[Your instructions]
Copy the lines below that contain "method".

[Supplied entries — start]

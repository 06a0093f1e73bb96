//! Per-invocation task context.
//!
//! A [`Baton`] carries everything one operation needs: the request documents
//! (stored in its [`DocumentArena`]), parsed options, identifier bindings,
//! driver output and the continuation for async calls. It is owned by exactly
//! one invocation and dropped once after its result has been delivered,
//! which releases the arena.

use bson::Document as BsonDocument;
use docbridge_bson::{DocHandle, DocumentArena, Encoder, IdBinding};
use docbridge_common::{BridgeError, ErrorCode, Result};
use serde_json::Value as JsonValue;
use tracing::trace;

use crate::operation::OpKind;

/// Receives `(error, result)` once an async operation completes
pub type Continuation = Box<dyn FnOnce(bool, JsonValue) + Send + 'static>;

pub struct Baton {
    pub(crate) kind: OpKind,
    pub(crate) namespace: String,
    pub(crate) id_field: String,
    pub(crate) encoder: Encoder,
    pub(crate) arena: DocumentArena,

    // Request
    pub(crate) reference: Option<DocHandle>,
    pub(crate) main: Option<DocHandle>,
    pub(crate) projection: Option<DocHandle>,
    pub(crate) batch: Vec<DocHandle>,
    pub(crate) bindings: Vec<IdBinding>,
    pub(crate) options: u32,
    pub(crate) limit: i32,
    pub(crate) skip: i32,
    pub(crate) index_name: Option<String>,
    pub(crate) target: Option<(String, u16)>,

    // Response
    pub(crate) output: String,
    pub(crate) results: Vec<DocHandle>,
    pub(crate) response: Option<DocHandle>,
    pub(crate) error: Option<BridgeError>,

    pub(crate) continuation: Option<Continuation>,
}

impl Baton {
    pub(crate) fn new(kind: OpKind, id_field: &str, encoder: Encoder) -> Self {
        Self {
            kind,
            namespace: String::new(),
            id_field: id_field.to_string(),
            encoder,
            arena: DocumentArena::new(),
            reference: None,
            main: None,
            projection: None,
            batch: Vec::new(),
            bindings: Vec::new(),
            options: 0,
            limit: 0,
            skip: 0,
            index_name: None,
            target: None,
            output: String::new(),
            results: Vec::new(),
            response: None,
            error: None,
            continuation: None,
        }
    }

    pub fn kind(&self) -> OpKind {
        self.kind
    }

    pub fn namespace(&self) -> &str {
        &self.namespace
    }

    pub fn error(&self) -> Option<&BridgeError> {
        self.error.as_ref()
    }

    /// Number of documents held in the arena
    pub fn allocated(&self) -> usize {
        self.arena.len()
    }

    /// Serialize a request document into the arena
    pub(crate) fn store(&mut self, doc: &BsonDocument) -> Result<DocHandle> {
        let raw = self.encoder.to_raw(doc)?;
        Ok(self.arena.push(raw))
    }

    /// Materialize a stored document for the driver
    pub(crate) fn load(&self, handle: DocHandle) -> Result<BsonDocument> {
        let raw = self
            .arena
            .get(handle)
            .ok_or_else(|| BridgeError::format(ErrorCode::BsonNotFinished, ErrorCode::BsonNotFinished.default_message()))?;
        BsonDocument::try_from(raw)
            .map_err(|e| BridgeError::format(ErrorCode::BsonInvalid, e.to_string()))
    }

    pub(crate) fn load_optional(&self, handle: Option<DocHandle>) -> Result<Option<BsonDocument>> {
        handle.map(|h| self.load(h)).transpose()
    }

    /// Release the arena. Returns the number of documents freed; later calls
    /// free nothing.
    pub(crate) fn release(&mut self) -> usize {
        let released = self.arena.close();
        if released > 0 {
            trace!(op = self.kind.name(), released, "Baton released");
        }
        released
    }

    /// Record a failure; the first one wins
    pub(crate) fn fail(&mut self, err: BridgeError) {
        if self.error.is_none() {
            self.error = Some(err);
        }
    }
}

impl std::fmt::Debug for Baton {
    fn fmt(&self, f: &mut std::fmt::Formatter<'_>) -> std::fmt::Result {
        f.debug_struct("Baton")
            .field("kind", &self.kind)
            .field("namespace", &self.namespace)
            .field("id_field", &self.id_field)
            .field("documents", &self.arena.len())
            .field("options", &self.options)
            .field("error", &self.error)
            .field("continuation", &self.continuation.as_ref().map(|_| "Some(Continuation)"))
            .finish()
    }
}

impl Drop for Baton {
    fn drop(&mut self) {
        self.release();
    }
}
//! Option-string parsing.
//!
//! Flags keep the numeric values of the legacy C driver so option masks
//! stay interchangeable with existing callers.

use docbridge_common::{BridgeError, Result};
use std::fmt;

pub const MONGO_CONTINUE_ON_ERROR: u32 = 0x1;

pub const MONGO_UPDATE_UPSERT: u32 = 0x1;
pub const MONGO_UPDATE_MULTI: u32 = 0x2;
pub const MONGO_UPDATE_BASIC: u32 = 0x4;

pub const MONGO_TAILABLE: u32 = 0x2;
pub const MONGO_SLAVE_OK: u32 = 0x4;
pub const MONGO_NO_CURSOR_TIMEOUT: u32 = 0x10;
pub const MONGO_AWAIT_DATA: u32 = 0x20;
pub const MONGO_EXHAUST: u32 = 0x40;
pub const MONGO_PARTIAL: u32 = 0x80;

pub const MONGO_INDEX_UNIQUE: u32 = 0x1;
pub const MONGO_INDEX_DROP_DUPS: u32 = 0x4;
pub const MONGO_INDEX_BACKGROUND: u32 = 0x8;
pub const MONGO_INDEX_SPARSE: u32 = 0x10;

/// Operation kinds that accept an option string; each has its own symbols
#[derive(Debug, Clone, Copy, PartialEq, Eq)]
pub enum OptionKind {
    Insert,
    Update,
    Retrieve,
    CreateIndex,
}

impl OptionKind {
    pub fn name(&self) -> &'static str {
        match self {
            OptionKind::Insert => "insert",
            OptionKind::Update => "update",
            OptionKind::Retrieve => "retrieve",
            OptionKind::CreateIndex => "create_index",
        }
    }

    fn symbols(&self) -> &'static [(&'static str, u32)] {
        match self {
            OptionKind::Insert => &[("MONGO_CONTINUE_ON_ERROR", MONGO_CONTINUE_ON_ERROR)],
            OptionKind::Update => &[
                ("MONGO_UPDATE_UPSERT", MONGO_UPDATE_UPSERT),
                ("MONGO_UPDATE_MULTI", MONGO_UPDATE_MULTI),
                ("MONGO_UPDATE_BASIC", MONGO_UPDATE_BASIC),
            ],
            OptionKind::Retrieve => &[
                ("MONGO_TAILABLE", MONGO_TAILABLE),
                ("MONGO_SLAVE_OK", MONGO_SLAVE_OK),
                ("MONGO_NO_CURSOR_TIMEOUT", MONGO_NO_CURSOR_TIMEOUT),
                ("MONGO_AWAIT_DATA", MONGO_AWAIT_DATA),
                ("MONGO_EXHAUST", MONGO_EXHAUST),
                ("MONGO_PARTIAL", MONGO_PARTIAL),
            ],
            OptionKind::CreateIndex => &[
                ("MONGO_INDEX_UNIQUE", MONGO_INDEX_UNIQUE),
                ("MONGO_INDEX_DROP_DUPS", MONGO_INDEX_DROP_DUPS),
                ("MONGO_INDEX_BACKGROUND", MONGO_INDEX_BACKGROUND),
                ("MONGO_INDEX_SPARSE", MONGO_INDEX_SPARSE),
            ],
        }
    }

    fn lookup(&self, symbol: &str) -> Option<u32> {
        self.symbols()
            .iter()
            .find(|(name, _)| *name == symbol)
            .map(|(_, bit)| *bit)
    }
}

impl fmt::Display for OptionKind {
    fn fmt(&self, f: &mut fmt::Formatter<'_>) -> fmt::Result {
        f.write_str(self.name())
    }
}

/// Parse an option string into a bitmask.
///
/// Tokens are maximal runs of `[A-Za-z0-9_]`. A token may also be several
/// symbols joined by single underscores, in which case their flags are
/// combined. The first unknown token stops parsing.
pub fn parse_options(kind: OptionKind, text: &str) -> Result<u32> {
    let mut mask = 0;
    for token in text
        .split(|c: char| !(c.is_ascii_alphanumeric() || c == '_'))
        .filter(|t| !t.is_empty())
    {
        match decompose(kind, token) {
            Some(bits) => mask |= bits,
            None => {
                return Err(BridgeError::Argument(format!(
                    "Invalid Option ({}) supplied to {} method",
                    token, kind
                )))
            }
        }
    }
    Ok(mask)
}

/// Split a token into known symbols joined by single underscores.
///
/// `reach[i]` holds the mask of some split of `token[..i]` that ends on a
/// symbol boundary. Runs in one pass over the token.
fn decompose(kind: OptionKind, token: &str) -> Option<u32> {
    if let Some(bit) = kind.lookup(token) {
        return Some(bit);
    }
    let bytes = token.as_bytes();
    let mut reach: Vec<Option<u32>> = vec![None; bytes.len() + 1];
    reach[0] = Some(0);

    for start in 0..bytes.len() {
        let Some(mask) = reach[start] else { continue };
        let rest = &token[start..];
        for (name, bit) in kind.symbols() {
            if !rest.starts_with(name) {
                continue;
            }
            let end = start + name.len();
            if end == bytes.len() {
                return Some(mask | bit);
            }
            if bytes[end] == b'_' && reach[end + 1].is_none() {
                reach[end + 1] = Some(mask | bit);
            }
        }
    }
    None
}

#[cfg(test)]
mod tests {
    use super::*;

    #[test]
    fn test_single_symbol() {
        assert_eq!(parse_options(OptionKind::Update, "MONGO_UPDATE_UPSERT").unwrap(), 0x1);
        assert_eq!(parse_options(OptionKind::Insert, "MONGO_CONTINUE_ON_ERROR").unwrap(), 0x1);
    }

    #[test]
    fn test_separators() {
        let mask = parse_options(OptionKind::Retrieve, "MONGO_TAILABLE | MONGO_AWAIT_DATA,MONGO_PARTIAL").unwrap();
        assert_eq!(mask, MONGO_TAILABLE | MONGO_AWAIT_DATA | MONGO_PARTIAL);
    }

    #[test]
    fn test_empty_string() {
        assert_eq!(parse_options(OptionKind::CreateIndex, "").unwrap(), 0);
        assert_eq!(parse_options(OptionKind::CreateIndex, " ,| ").unwrap(), 0);
    }

    #[test]
    fn test_concatenated_symbols() {
        let mask = parse_options(OptionKind::Update, "MONGO_UPDATE_UPSERT_MONGO_UPDATE_MULTI").unwrap();
        assert_eq!(mask, MONGO_UPDATE_UPSERT | MONGO_UPDATE_MULTI);
    }

    #[test]
    fn test_unknown_token_names_token_and_kind() {
        let err = parse_options(OptionKind::Update, "MONGO_BOGUS").unwrap_err();
        assert_eq!(err.to_string(), "Invalid Option (MONGO_BOGUS) supplied to update method");
        assert!(err.is_fault());
    }

    #[test]
    fn test_symbol_from_other_kind_is_rejected() {
        let err = parse_options(OptionKind::CreateIndex, "MONGO_INDEX_UNIQUE MONGO_TAILABLE").unwrap_err();
        assert_eq!(
            err.to_string(),
            "Invalid Option (MONGO_TAILABLE) supplied to create_index method"
        );
    }

    #[test]
    fn test_long_concatenated_token() {
        let text = vec!["MONGO_UPDATE_UPSERT"; 20_000].join("_");
        assert_eq!(parse_options(OptionKind::Update, &text).unwrap(), MONGO_UPDATE_UPSERT);

        let mixed = format!("{}_MONGO_UPDATE_MULTI", vec!["MONGO_UPDATE_BASIC"; 50_000].join("_"));
        assert_eq!(
            parse_options(OptionKind::Update, &mixed).unwrap(),
            MONGO_UPDATE_BASIC | MONGO_UPDATE_MULTI
        );

        let bad = format!("{}_MONGO_BOGUS", vec!["MONGO_UPDATE_UPSERT"; 20_000].join("_"));
        assert!(parse_options(OptionKind::Update, &bad).is_err());
    }

    #[test]
    fn test_dangling_underscore_is_rejected() {
        assert!(parse_options(OptionKind::Update, "MONGO_UPDATE_UPSERT_").is_err());
    }
}
//! In-process driver.
//!
//! Stores documents per namespace behind a shared lock. Filters support
//! top-level equality plus `$eq $ne $gt $gte $lt $lte $in $exists`; updates
//! support replacement plus `$set $unset $inc`. Clones share one store, so a
//! test can inspect what a connection wrote.

use async_trait::async_trait;
use bson::raw::RawDocumentBuf;
use bson::{doc, Bson, Document as BsonDocument};
use docbridge_common::{BridgeError, ErrorCode, Result};
use parking_lot::Mutex;
use std::cmp::Ordering;
use std::collections::{HashMap, VecDeque};
use std::sync::Arc;
use tracing::debug;

use super::{database_of, is_operator_update, split_namespace, Driver, DriverCursor, FindSpec, IndexSpec};
use crate::options::{MONGO_CONTINUE_ON_ERROR, MONGO_UPDATE_MULTI, MONGO_UPDATE_UPSERT};

#[derive(Debug, Default)]
struct Store {
    collections: HashMap<String, Vec<BsonDocument>>,
    indexes: HashMap<String, Vec<String>>,
}

#[derive(Debug, Clone, Default)]
pub struct MemoryDriver {
    store: Arc<Mutex<Store>>,
    connected: bool,
}

impl MemoryDriver {
    pub fn new() -> Self {
        Self::default()
    }

    /// Snapshot of a collection in insertion order
    pub fn documents(&self, namespace: &str) -> Vec<BsonDocument> {
        self.store
            .lock()
            .collections
            .get(namespace)
            .cloned()
            .unwrap_or_default()
    }

    pub fn index_names(&self, namespace: &str) -> Vec<String> {
        self.store
            .lock()
            .indexes
            .get(namespace)
            .cloned()
            .unwrap_or_default()
    }

    fn ensure_connected(&self) -> Result<()> {
        if self.connected {
            Ok(())
        } else {
            Err(BridgeError::NotConnected)
        }
    }
}

struct MemoryCursor {
    pending: VecDeque<RawDocumentBuf>,
}

#[async_trait]
impl DriverCursor for MemoryCursor {
    async fn next(&mut self) -> Result<Option<RawDocumentBuf>> {
        Ok(self.pending.pop_front())
    }
}

fn to_raw(doc: &BsonDocument) -> Result<RawDocumentBuf> {
    let mut bytes = Vec::new();
    doc.to_writer(&mut bytes)?;
    RawDocumentBuf::from_bytes(bytes)
        .map_err(|e| BridgeError::format(ErrorCode::BsonInvalid, e.to_string()))
}

fn duplicate_key(namespace: &str, id: &Bson) -> BridgeError {
    BridgeError::driver(
        ErrorCode::WriteError,
        format!(
            "E11000 duplicate key error collection: {} index: _id_ dup key: {{ _id: {} }}",
            namespace, id
        ),
    )
}

fn as_f64(value: &Bson) -> Option<f64> {
    match value {
        Bson::Int32(n) => Some(f64::from(*n)),
        Bson::Int64(n) => Some(*n as f64),
        Bson::Double(n) => Some(*n),
        _ => None,
    }
}

fn compare(a: &Bson, b: &Bson) -> Option<Ordering> {
    if let (Some(x), Some(y)) = (as_f64(a), as_f64(b)) {
        return x.partial_cmp(&y);
    }
    match (a, b) {
        (Bson::String(x), Bson::String(y)) => Some(x.cmp(y)),
        (Bson::DateTime(x), Bson::DateTime(y)) => Some(x.cmp(y)),
        (Bson::ObjectId(x), Bson::ObjectId(y)) => Some(x.cmp(y)),
        (Bson::Boolean(x), Bson::Boolean(y)) => Some(x.cmp(y)),
        _ => None,
    }
}

fn equals(a: &Bson, b: &Bson) -> bool {
    compare(a, b) == Some(Ordering::Equal) || a == b
}

fn is_operator_doc(value: &Bson) -> Option<&BsonDocument> {
    match value {
        Bson::Document(d) if d.keys().next().map(|k| k.starts_with('$')).unwrap_or(false) => Some(d),
        _ => None,
    }
}

fn matches_condition(field: Option<&Bson>, condition: &Bson) -> bool {
    let Some(operators) = is_operator_doc(condition) else {
        return field.map(|value| equals(value, condition)).unwrap_or(false);
    };
    operators.iter().all(|(op, operand)| match op.as_str() {
        "$eq" => field.map(|v| equals(v, operand)).unwrap_or(false),
        "$ne" => !field.map(|v| equals(v, operand)).unwrap_or(false),
        "$gt" => field.and_then(|v| compare(v, operand)) == Some(Ordering::Greater),
        "$gte" => matches!(
            field.and_then(|v| compare(v, operand)),
            Some(Ordering::Greater | Ordering::Equal)
        ),
        "$lt" => field.and_then(|v| compare(v, operand)) == Some(Ordering::Less),
        "$lte" => matches!(
            field.and_then(|v| compare(v, operand)),
            Some(Ordering::Less | Ordering::Equal)
        ),
        "$in" => match (field, operand) {
            (Some(v), Bson::Array(items)) => items.iter().any(|item| equals(v, item)),
            _ => false,
        },
        "$exists" => {
            let wanted = !matches!(operand, Bson::Boolean(false) | Bson::Int32(0));
            field.is_some() == wanted
        }
        _ => false,
    })
}

fn matches_filter(doc: &BsonDocument, filter: &BsonDocument) -> bool {
    filter
        .iter()
        .all(|(field, condition)| matches_condition(doc.get(field), condition))
}

fn truthy(value: &Bson) -> bool {
    match value {
        Bson::Boolean(b) => *b,
        other => as_f64(other).map(|n| n != 0.0).unwrap_or(true),
    }
}

fn project(doc: &BsonDocument, projection: &BsonDocument) -> BsonDocument {
    let inclusive = projection
        .iter()
        .any(|(field, flag)| field != "_id" && truthy(flag));
    let keep_id = projection.get("_id").map(truthy).unwrap_or(true);

    let mut out = BsonDocument::new();
    for (field, value) in doc {
        let keep = if field == "_id" {
            keep_id
        } else if inclusive {
            projection.get(field).map(truthy).unwrap_or(false)
        } else {
            projection.get(field).map(truthy).unwrap_or(true)
        };
        if keep {
            out.insert(field.clone(), value.clone());
        }
    }
    out
}

fn apply_operators(target: &mut BsonDocument, update: &BsonDocument) -> Result<()> {
    for (op, fields) in update {
        let Bson::Document(fields) = fields else {
            return Err(BridgeError::driver(
                ErrorCode::WriteError,
                format!("Modifiers operate on fields but we found another type instead for {}", op),
            ));
        };
        for (field, value) in fields {
            match op.as_str() {
                "$set" => {
                    target.insert(field.clone(), value.clone());
                }
                "$unset" => {
                    target.remove(field);
                }
                "$inc" => {
                    let current = target.get(field).cloned().unwrap_or(Bson::Int32(0));
                    let sum = match (&current, value) {
                        (Bson::Int32(a), Bson::Int32(b)) => Bson::Int32(a.wrapping_add(*b)),
                        (Bson::Int64(a), Bson::Int64(b)) => Bson::Int64(a.wrapping_add(*b)),
                        _ => match (as_f64(&current), as_f64(value)) {
                            (Some(a), Some(b)) => Bson::Double(a + b),
                            _ => {
                                return Err(BridgeError::driver(
                                    ErrorCode::WriteError,
                                    format!("Cannot apply $inc to a value of non-numeric type: {}", field),
                                ))
                            }
                        },
                    };
                    target.insert(field.clone(), sum);
                }
                other => {
                    return Err(BridgeError::driver(
                        ErrorCode::WriteError,
                        format!("Unknown modifier: {}", other),
                    ))
                }
            }
        }
    }
    Ok(())
}

/// Seed document for an upsert: the filter's plain equality fields
fn upsert_seed(filter: &BsonDocument) -> BsonDocument {
    let mut seed = BsonDocument::new();
    for (field, value) in filter {
        if !field.starts_with('$') && is_operator_doc(value).is_none() {
            seed.insert(field.clone(), value.clone());
        }
    }
    seed
}

fn with_id_first(doc: BsonDocument) -> BsonDocument {
    if doc.contains_key("_id") {
        return doc;
    }
    let mut out = doc! { "_id": bson::oid::ObjectId::new() };
    out.extend(doc);
    out
}

impl Store {
    fn insert(&mut self, namespace: &str, doc: BsonDocument) -> Result<()> {
        let doc = with_id_first(doc);
        let collection = self.collections.entry(namespace.to_string()).or_default();
        if let Some(id) = doc.get("_id") {
            if collection.iter().any(|existing| existing.get("_id") == Some(id)) {
                return Err(duplicate_key(namespace, id));
            }
        }
        collection.push(doc);
        Ok(())
    }
}

#[async_trait]
impl Driver for MemoryDriver {
    async fn connect(&mut self, address: &str, port: u16) -> Result<()> {
        if address.is_empty() || port == 0 {
            return Err(BridgeError::driver(ErrorCode::ConnFail, ""));
        }
        debug!(address, port, "Memory driver connected");
        self.connected = true;
        Ok(())
    }

    async fn find(
        &mut self,
        namespace: &str,
        filter: BsonDocument,
        spec: FindSpec,
    ) -> Result<Box<dyn DriverCursor>> {
        self.ensure_connected()?;
        split_namespace(namespace)?;

        let store = self.store.lock();
        let skip = usize::try_from(spec.skip).unwrap_or(0);
        let limit = match spec.limit {
            0 => usize::MAX,
            n => n.unsigned_abs() as usize,
        };

        let mut pending = VecDeque::new();
        let matched = store
            .collections
            .get(namespace)
            .into_iter()
            .flatten()
            .filter(|doc| matches_filter(doc, &filter))
            .skip(skip)
            .take(limit);
        for doc in matched {
            let shaped = match &spec.projection {
                Some(projection) if !projection.is_empty() => project(doc, projection),
                _ => doc.clone(),
            };
            pending.push_back(to_raw(&shaped)?);
        }
        Ok(Box::new(MemoryCursor { pending }))
    }

    async fn insert(&mut self, namespace: &str, doc: BsonDocument) -> Result<()> {
        self.ensure_connected()?;
        split_namespace(namespace)?;
        self.store.lock().insert(namespace, doc)
    }

    async fn insert_batch(&mut self, namespace: &str, docs: Vec<BsonDocument>, flags: u32) -> Result<()> {
        self.ensure_connected()?;
        split_namespace(namespace)?;

        let continue_on_error = flags & MONGO_CONTINUE_ON_ERROR != 0;
        let mut store = self.store.lock();
        let mut first_error = None;
        for doc in docs {
            if let Err(err) = store.insert(namespace, doc) {
                if !continue_on_error {
                    return Err(err);
                }
                first_error.get_or_insert(err);
            }
        }
        match first_error {
            Some(err) => Err(err),
            None => Ok(()),
        }
    }

    async fn update(
        &mut self,
        namespace: &str,
        filter: BsonDocument,
        update: BsonDocument,
        flags: u32,
    ) -> Result<()> {
        self.ensure_connected()?;
        split_namespace(namespace)?;

        let operator = is_operator_update(&update);
        let multi = operator && flags & MONGO_UPDATE_MULTI != 0;
        let mut store = self.store.lock();
        let collection = store.collections.entry(namespace.to_string()).or_default();

        let mut matched = 0;
        for doc in collection.iter_mut().filter(|doc| matches_filter(doc, &filter)) {
            if operator {
                apply_operators(doc, &update)?;
            } else {
                let id = doc.get("_id").cloned();
                let mut replacement = update.clone();
                replacement.remove("_id");
                *doc = match id {
                    Some(id) => {
                        let mut with_id = doc! { "_id": id };
                        with_id.extend(replacement);
                        with_id
                    }
                    None => replacement,
                };
            }
            matched += 1;
            if !multi {
                break;
            }
        }

        if matched == 0 && flags & MONGO_UPDATE_UPSERT != 0 {
            let created = if operator {
                let mut seed = upsert_seed(&filter);
                apply_operators(&mut seed, &update)?;
                seed
            } else {
                update
            };
            store.insert(namespace, created)?;
        }
        Ok(())
    }

    async fn remove(&mut self, namespace: &str, filter: BsonDocument) -> Result<()> {
        self.ensure_connected()?;
        split_namespace(namespace)?;
        if let Some(collection) = self.store.lock().collections.get_mut(namespace) {
            collection.retain(|doc| !matches_filter(doc, &filter));
        }
        Ok(())
    }

    async fn command(&mut self, database: &str, command: BsonDocument) -> Result<BsonDocument> {
        self.ensure_connected()?;
        let database = database_of(database);
        let Some((name, argument)) = command.iter().next() else {
            return Err(BridgeError::driver(ErrorCode::CommandFailed, "no command specified"));
        };

        let mut store = self.store.lock();
        match name.as_str() {
            "ping" | "buildInfo" | "isMaster" | "hello" => Ok(doc! { "ok": 1.0 }),
            "count" => {
                let namespace = format!("{}.{}", database, argument.as_str().unwrap_or_default());
                let query = command.get_document("query").cloned().unwrap_or_default();
                let n = store
                    .collections
                    .get(&namespace)
                    .map(|docs| docs.iter().filter(|doc| matches_filter(doc, &query)).count())
                    .unwrap_or(0) as i32;
                Ok(doc! { "n": n, "ok": 1.0 })
            }
            "drop" => {
                let namespace = format!("{}.{}", database, argument.as_str().unwrap_or_default());
                match store.collections.remove(&namespace) {
                    Some(_) => {
                        store.indexes.remove(&namespace);
                        Ok(doc! { "ns": namespace, "ok": 1.0 })
                    }
                    None => Err(BridgeError::driver(ErrorCode::CommandFailed, "ns not found")),
                }
            }
            other => Err(BridgeError::driver(
                ErrorCode::CommandFailed,
                format!("no such command: '{}'", other),
            )),
        }
    }

    async fn create_index(&mut self, namespace: &str, index: IndexSpec) -> Result<BsonDocument> {
        self.ensure_connected()?;
        split_namespace(namespace)?;

        let name = index.resolved_name();
        let mut store = self.store.lock();
        let created_collection = !store.collections.contains_key(namespace);
        store.collections.entry(namespace.to_string()).or_default();

        let names = store.indexes.entry(namespace.to_string()).or_insert_with(|| vec!["_id_".to_string()]);
        let before = names.len() as i32;
        if !names.contains(&name) {
            names.push(name);
        }
        let after = names.len() as i32;

        Ok(doc! {
            "createdCollectionAutomatically": created_collection,
            "numIndexesBefore": before,
            "numIndexesAfter": after,
            "ok": 1.0,
        })
    }

    async fn destroy(&mut self) {
        self.connected = false;
    }
}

[Supplied entries — finish]

[Output for this exercise]
                    "Invalid Option ({}) supplied to {} method",
        assert_eq!(err.to_string(), "Invalid Option (MONGO_BOGUS) supplied to update method");
            "Invalid Option (MONGO_TAILABLE) supplied to create_index method"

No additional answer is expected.